We know more about the topography of Mars than that of Earth because 70 per cent of our planet is covered by water.
Now University of Sydney PhD student Kara Matthews has used satellite data and GPlates, a computer package developed at the University, to create a complete digital map of the many geological features of the seafloor.
Fracture zones—the orange lines in the accompanying image—are deep linear scars on the seafloor that extend perpendicular to the boundaries where tectonic plates are moving apart, revealing up to 150 million years of plate movement.
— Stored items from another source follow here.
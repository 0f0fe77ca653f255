//! # specdeck
//!
//! Convert OpenAPI definitions (2.0 "Swagger" and 3.x, JSON or YAML) into
//! a hierarchical, tool-agnostic request collection: folders named after
//! tags, one request per operation, and one environment per declared
//! server carrying a `BaseUrl` variable.
//!
//! ## Pipeline
//!
//! The import is a pure, synchronous transformation. Each stage is a
//! function of its input, with no shared mutable state:
//!
//! 1. [`spec::parse_document`]: raw text into an order-preserving tree,
//!    with version detection (`swagger: 2.x` / `openapi: 3.x`).
//! 2. [`spec::normalize`]: version-specific constructs (v2
//!    `host`/`basePath`/`schemes` and body/formData parameters, v3
//!    `servers` and `requestBody.content`) into one intermediate
//!    representation.
//! 3. [`import_text`]: environments, folders, requests, URLs and bodies
//!    out of the IR, best-effort per operation.
//!
//! ## Failure semantics
//!
//! The outer boundary is all-or-nothing: an unparsable document or a
//! missing version discriminator yields an [`ImportError`] and no partial
//! collection. A single malformed operation inside an otherwise valid
//! document is skipped and reported in [`ImportReport::skipped`].
//!
//! ```no_run
//! let text = std::fs::read_to_string("openapi.yaml")?;
//! let report = specdeck::import_text(&text)?;
//! println!("{} requests at root", report.collection.requests.len());
//! # Ok::<(), Box<dyn std::error::Error>>(())
//! ```

pub mod collection;
pub mod error;
pub mod import;
pub mod spec;

pub use collection::{Body, BodyEntry, BodyMode, Collection, Environment, Folder, Request, Variable};
pub use error::ImportError;
pub use import::{import_text, try_import, ImportReport, BASE_URL_KEY};
pub use spec::SkippedOperation;
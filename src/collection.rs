//! Tool-agnostic request-collection model produced by the importer.
//!
//! The graph is built once per import and handed to the caller as an
//! immutable snapshot. Every list preserves declaration order from the
//! source document; consumers (JSON export, request execution) rely on
//! that ordering and on the [`Body`] mode invariant below.

use serde::{Deserialize, Serialize};

/// Root of the imported model: environments, folders and root-level
/// requests, all in declaration order.
#[derive(Debug, Clone, PartialEq, Serialize, Deserialize)]
#[serde(rename_all = "camelCase")]
pub struct Collection {
    pub name: String,
    pub environments: Vec<Environment>,
    pub folders: Vec<Folder>,
    pub requests: Vec<Request>,
}

impl Collection {
    pub fn new(name: impl Into<String>) -> Self {
        Collection {
            name: name.into(),
            environments: Vec::new(),
            folders: Vec::new(),
            requests: Vec::new(),
        }
    }
}

/// One environment per declared server; never merged or de-duplicated.
#[derive(Debug, Clone, PartialEq, Serialize, Deserialize)]
#[serde(rename_all = "camelCase")]
pub struct Environment {
    pub name: String,
    pub variables: Vec<Variable>,
}

#[derive(Debug, Clone, PartialEq, Serialize, Deserialize)]
#[serde(rename_all = "camelCase")]
pub struct Variable {
    pub enabled: bool,
    pub key: String,
    pub value: String,
    pub secret: bool,
}

/// Folder named after an OpenAPI tag. The nested `folders` list exists for
/// the model's generality; OpenAPI import always leaves it empty because
/// tags do not nest.
#[derive(Debug, Clone, PartialEq, Serialize, Deserialize)]
#[serde(rename_all = "camelCase")]
pub struct Folder {
    pub name: String,
    pub requests: Vec<Request>,
    pub folders: Vec<Folder>,
}

impl Folder {
    pub fn new(name: impl Into<String>) -> Self {
        Folder {
            name: name.into(),
            requests: Vec::new(),
            folders: Vec::new(),
        }
    }
}

/// A single replayable request. `url` is a template string containing
/// `{{var}}` placeholders plus a literal query string.
#[derive(Debug, Clone, PartialEq, Serialize, Deserialize)]
#[serde(rename_all = "camelCase")]
pub struct Request {
    pub name: String,
    /// Uppercase HTTP method name.
    pub method: String,
    pub url: String,
    #[serde(skip_serializing_if = "Option::is_none")]
    pub body: Option<Body>,
}

#[derive(Debug, Clone, Copy, PartialEq, Eq, Serialize, Deserialize)]
#[serde(rename_all = "camelCase")]
pub enum BodyMode {
    None,
    Raw,
    UrlEncoded,
    File,
    Multipart,
}

/// Request body. Exactly one of `raw` / `entries` is populated, matching
/// `mode`; use the constructors to keep that invariant.
#[derive(Debug, Clone, PartialEq, Serialize, Deserialize)]
#[serde(rename_all = "camelCase")]
pub struct Body {
    pub mode: BodyMode,
    #[serde(skip_serializing_if = "Option::is_none")]
    pub content_type: Option<String>,
    #[serde(skip_serializing_if = "Option::is_none")]
    pub raw: Option<String>,
    #[serde(skip_serializing_if = "Option::is_none")]
    pub entries: Option<Vec<BodyEntry>>,
}

impl Body {
    pub fn raw(content_type: Option<String>, payload: String) -> Self {
        Body {
            mode: BodyMode::Raw,
            content_type,
            raw: Some(payload),
            entries: None,
        }
    }

    pub fn url_encoded(entries: Vec<BodyEntry>) -> Self {
        Body {
            mode: BodyMode::UrlEncoded,
            content_type: None,
            raw: None,
            entries: Some(entries),
        }
    }
}

/// One `key=value` pair of a url-encoded or multipart body.
#[derive(Debug, Clone, PartialEq, Serialize, Deserialize)]
#[serde(rename_all = "camelCase")]
pub struct BodyEntry {
    pub enabled: bool,
    pub key: String,
    pub value: String,
}
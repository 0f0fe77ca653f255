#![allow(clippy::unwrap_used, clippy::expect_used)]

//! Loader/normalizer behavior that spans syntaxes and versions.

use specdeck::import_text;

const YAML_DOC: &str = r#"openapi: 3.0.1
info:
  title: Mixed Syntax
servers:
  - url: https://api.example.com
paths:
  /things/{id}:
    get:
      tags: [things]
      summary: Fetch a thing
      parameters:
        - name: id
          in: path
          required: true
          schema: { type: string }
        - name: expand
          in: query
          schema: { type: string, example: all }
"#;

const JSON_DOC: &str = r#"{
  "openapi": "3.0.1",
  "info": {"title": "Mixed Syntax"},
  "servers": [{"url": "https://api.example.com"}],
  "paths": {"/things/{id}": {"get": {
    "tags": ["things"],
    "summary": "Fetch a thing",
    "parameters": [
      {"name": "id", "in": "path", "required": true, "schema": {"type": "string"}},
      {"name": "expand", "in": "query", "schema": {"type": "string", "example": "all"}}
    ]
  }}}
}"#;

#[test]
fn json_and_yaml_encodings_import_identically() {
    let from_yaml = import_text(YAML_DOC).unwrap();
    let from_json = import_text(JSON_DOC).unwrap();
    assert_eq!(from_yaml.collection, from_json.collection);

    let request = &from_yaml.collection.folders[0].requests[0];
    assert_eq!(request.url, "{{BaseUrl}}/things/{{id}}?expand=all");
}

#[test]
fn header_and_cookie_parameters_never_break_an_import() {
    let text = r#"{
      "openapi": "3.0.0",
      "info": {"title": "Headers"},
      "paths": {"/ping": {"get": {
        "summary": "Ping",
        "parameters": [
          {"name": "X-Request-Id", "in": "header", "schema": {"type": "string"}},
          {"name": "session", "in": "cookie", "schema": {"type": "string"}},
          {"name": "verbose", "in": "query"}
        ]
      }}}
    }"#;
    let report = import_text(text).unwrap();
    let request = &report.collection.requests[0];
    // Header and cookie parameters are absorbed, not emitted.
    assert_eq!(request.url, "{{BaseUrl}}/ping?verbose=");
    assert!(report.skipped.is_empty());
}

#[test]
fn referenced_parameters_resolve_through_components() {
    let text = r##"{
      "openapi": "3.0.0",
      "info": {"title": "Refs"},
      "paths": {"/search": {"get": {
        "summary": "Search",
        "parameters": [{"$ref": "#/components/parameters/Query"}]
      }}},
      "components": {"parameters": {"Query": {
        "name": "q", "in": "query", "schema": {"type": "string", "default": "abc"}
      }}}
    }"##;
    let report = import_text(text).unwrap();
    assert_eq!(report.collection.requests[0].url, "{{BaseUrl}}/search?q=abc");
}

#[test]
fn v2_parameter_refs_resolve_through_document_parameters() {
    let text = r##"{
      "swagger": "2.0",
      "info": {"title": "Legacy Refs"},
      "host": "x.example.com",
      "paths": {"/find": {"get": {
        "parameters": [{"$ref": "#/parameters/Term"}]
      }}},
      "parameters": {"Term": {"name": "term", "in": "query", "default": "cat"}}
    }"##;
    let report = import_text(text).unwrap();
    assert_eq!(report.collection.requests[0].url, "{{BaseUrl}}/find?term=cat");
    assert_eq!(report.collection.requests[0].name, "GET /find");
}
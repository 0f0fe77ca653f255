//! Environment and collection builders plus the public import entry
//! points. One call, one input document, one immutable output graph, with
//! no I/O and no cross-call state.

mod body;
mod url;

use crate::collection::{Collection, Environment, Folder, Request, Variable};
use crate::error::ImportError;
use crate::spec::{self, OperationIr, ServerIr, SkippedOperation, SpecIr};
use tracing::debug;

/// Variable key every imported environment exposes.
pub const BASE_URL_KEY: &str = "BaseUrl";

const FALLBACK_COLLECTION_NAME: &str = "Imported API";

/// Outcome of a successful import: the collection plus the operations
/// that were dropped along the way.
#[derive(Debug, Clone, PartialEq)]
pub struct ImportReport {
    pub collection: Collection,
    pub skipped: Vec<SkippedOperation>,
}

/// Convert OpenAPI text (2.0 or 3.x, JSON or YAML) into a request
/// collection. All-or-nothing at this boundary: on error no partial
/// collection is observable. Individual malformed operations never fail
/// the import; they are listed in [`ImportReport::skipped`].
pub fn import_text(text: &str) -> Result<ImportReport, ImportError> {
    let doc = spec::parse_document(text)?;
    let ir = spec::normalize(&doc);
    Ok(build_report(ir))
}

/// The plain success-or-nothing contract: `Some(collection)` on success,
/// `None` otherwise, with skipped-operation detail discarded.
pub fn try_import(text: &str) -> Option<Collection> {
    import_text(text).ok().map(|report| report.collection)
}

fn build_report(ir: SpecIr) -> ImportReport {
    let mut collection = Collection::new(
        ir.title
            .filter(|t| !t.trim().is_empty())
            .unwrap_or_else(|| FALLBACK_COLLECTION_NAME.into()),
    );
    collection.environments = build_environments(&ir.servers);

    for op in &ir.operations {
        let request = build_request(op);
        match &op.tag {
            Some(tag) => folder_mut(&mut collection, tag).requests.push(request),
            None => collection.requests.push(request),
        }
    }

    debug!(
        environments = collection.environments.len(),
        folders = collection.folders.len(),
        root_requests = collection.requests.len(),
        skipped = ir.skipped.len(),
        "import complete"
    );
    ImportReport {
        collection,
        skipped: ir.skipped,
    }
}

/// One environment per server, in declaration order, each with a single
/// enabled non-secret `BaseUrl` variable. Identical URLs are not
/// de-duplicated; every server entry stands alone.
fn build_environments(servers: &[ServerIr]) -> Vec<Environment> {
    servers
        .iter()
        .enumerate()
        .map(|(i, server)| Environment {
            name: server
                .name
                .clone()
                .unwrap_or_else(|| format!("env{}", i + 1)),
            variables: vec![Variable {
                enabled: true,
                key: BASE_URL_KEY.into(),
                value: server.url.trim_end_matches('/').to_owned(),
                secret: false,
            }],
        })
        .collect()
}

/// Folder-per-first-tag memo: folders are created and appended at first
/// encounter, so folder order is the order of first appearance of each
/// tag in the document.
fn folder_mut<'a>(collection: &'a mut Collection, tag: &str) -> &'a mut Folder {
    let idx = match collection.folders.iter().position(|f| f.name == tag) {
        Some(idx) => idx,
        None => {
            collection.folders.push(Folder::new(tag));
            collection.folders.len() - 1
        }
    };
    &mut collection.folders[idx]
}

fn build_request(op: &OperationIr) -> Request {
    let name = op
        .summary
        .as_deref()
        .map(str::trim)
        .filter(|summary| !summary.is_empty())
        .map(str::to_owned)
        .unwrap_or_else(|| format!("{} {}", op.method, op.path));
    Request {
        name,
        method: op.method.to_string(),
        url: url::build_url(&op.path, &op.parameters),
        body: body::resolve_body(&op.body),
    }
}
//! Version normalizer: maps v2 and v3 constructs into one intermediate
//! representation before collection building. Version-specific logic stays
//! localized here; everything downstream is version-blind.

use super::load::{RawDocument, SpecVersion};
use super::types::{
    BodyCandidate, OperationIr, ParameterIr, ParameterLocation, ServerIr, SkippedOperation, SpecIr,
    METHOD_PRIORITY,
};
use serde_json::{Map, Value};
use std::collections::HashMap;
use tracing::warn;

/// Guard against pathological or cyclic `$ref` chains.
const MAX_REF_DEPTH: usize = 32;

/// Path-item keys that are not operations and must not be reported as
/// unrecognized verbs.
const NON_VERB_KEYS: [&str; 5] = ["summary", "description", "servers", "parameters", "$ref"];

/// Explicit `$ref` lookup table keyed by pointer string
/// (`#/definitions/Pet`, `#/components/schemas/Pet`, ...). References that
/// point outside the document are left untouched.
#[derive(Debug, Default)]
pub struct SchemaIndex {
    entries: HashMap<String, Value>,
}

impl SchemaIndex {
    pub fn build(root: &Map<String, Value>, version: SpecVersion) -> Self {
        let mut entries = HashMap::new();
        match version {
            SpecVersion::V2 => {
                index_section(&mut entries, root.get("definitions"), "#/definitions/");
                index_section(&mut entries, root.get("parameters"), "#/parameters/");
            }
            SpecVersion::V3 => {
                let components = root.get("components");
                let section = |name: &str| components.and_then(|c| c.get(name));
                index_section(&mut entries, section("schemas"), "#/components/schemas/");
                index_section(&mut entries, section("parameters"), "#/components/parameters/");
                index_section(
                    &mut entries,
                    section("requestBodies"),
                    "#/components/requestBodies/",
                );
                index_section(&mut entries, section("examples"), "#/components/examples/");
            }
        }
        SchemaIndex { entries }
    }

    pub fn resolve(&self, pointer: &str) -> Option<&Value> {
        self.entries.get(pointer)
    }

    /// Replace every resolvable `$ref` in the tree with its target,
    /// recursively, bounded by [`MAX_REF_DEPTH`].
    pub fn expand(&self, value: &mut Value) {
        self.expand_at(value, 0);
    }

    fn expand_at(&self, value: &mut Value, depth: usize) {
        if depth > MAX_REF_DEPTH {
            return;
        }
        match value {
            Value::Object(obj) => {
                if let Some(pointer) = obj.get("$ref").and_then(Value::as_str) {
                    if let Some(target) = self.resolve(pointer) {
                        let mut expanded = target.clone();
                        self.expand_at(&mut expanded, depth + 1);
                        *value = expanded;
                        return;
                    }
                    // Unknown or external pointer: leave the node as-is.
                    return;
                }
                for v in obj.values_mut() {
                    self.expand_at(v, depth + 1);
                }
            }
            Value::Array(arr) => {
                for v in arr.iter_mut() {
                    self.expand_at(v, depth + 1);
                }
            }
            _ => {}
        }
    }

    /// Resolve a value that may itself be a `{ "$ref": ... }` object
    /// (parameters, request bodies, examples).
    fn resolve_entry<'a>(&'a self, value: &'a Value) -> Option<&'a Value> {
        match value.get("$ref").and_then(Value::as_str) {
            Some(pointer) => self.resolve(pointer),
            None => Some(value),
        }
    }
}

fn index_section(entries: &mut HashMap<String, Value>, section: Option<&Value>, prefix: &str) {
    if let Some(Value::Object(map)) = section {
        for (name, value) in map {
            entries.insert(format!("{prefix}{name}"), value.clone());
        }
    }
}

/// Normalize a parsed document into the version-neutral IR. Never fails:
/// malformed operations are skipped and recorded.
pub fn normalize(doc: &RawDocument) -> SpecIr {
    let index = SchemaIndex::build(&doc.root, doc.version);
    let title = doc
        .root
        .get("info")
        .and_then(|info| info.get("title"))
        .and_then(Value::as_str)
        .map(str::to_owned);
    let servers = match doc.version {
        SpecVersion::V2 => v2_servers(&doc.root),
        SpecVersion::V3 => v3_servers(&doc.root),
    };
    let (operations, skipped) = collect_operations(&doc.root, doc.version, &index);
    SpecIr {
        title,
        servers,
        operations,
        skipped,
    }
}

/// v2: one synthesized server from `schemes[0]://host + basePath`. A
/// document without `host` declares no server and gets no environment.
fn v2_servers(root: &Map<String, Value>) -> Vec<ServerIr> {
    let Some(host) = root.get("host").and_then(Value::as_str) else {
        return Vec::new();
    };
    let scheme = root
        .get("schemes")
        .and_then(Value::as_array)
        .and_then(|schemes| schemes.first())
        .and_then(Value::as_str)
        .unwrap_or("https");
    let base_path = root.get("basePath").and_then(Value::as_str).unwrap_or("");
    vec![ServerIr {
        url: format!("{scheme}://{host}{base_path}"),
        name: None,
    }]
}

/// v3: literal `servers[].url`, name from `description`.
fn v3_servers(root: &Map<String, Value>) -> Vec<ServerIr> {
    let Some(servers) = root.get("servers").and_then(Value::as_array) else {
        return Vec::new();
    };
    servers
        .iter()
        .filter_map(|server| {
            let url = server.get("url").and_then(Value::as_str)?;
            let name = server
                .get("description")
                .and_then(Value::as_str)
                .map(str::to_owned);
            Some(ServerIr {
                url: url.to_owned(),
                name,
            })
        })
        .collect()
}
They are accompanied by huge ridges on the seafloor, rising up to 2 km above the abyssal plains, and valleys as deep as 8 km below sea level.
Through her work, Kara has discovered ancient tectonic microplates—tiny plates rotating like spinning tops over geological time—as well as kinks in fractures zones which record sudden shakeups of the global tectonic plate network. “The forces driving these changes are still largely unknown,” says Kara, “so I am exploring different mechanisms using supercomputer simulations of the slow convective churning of the Earth’s mantle, where rocks flow like warm toffee.”
Kara’s map is freely available to the community, and her research will enable more accurate mapping of plate movements. Earthquake hazard maps will be improved by considering the intersection of fracture zones with subduction zones, where plates are converging. The detailed topographic data may also improve modelling of deep ocean circulation, and thus enhance our understanding of long-term climate change.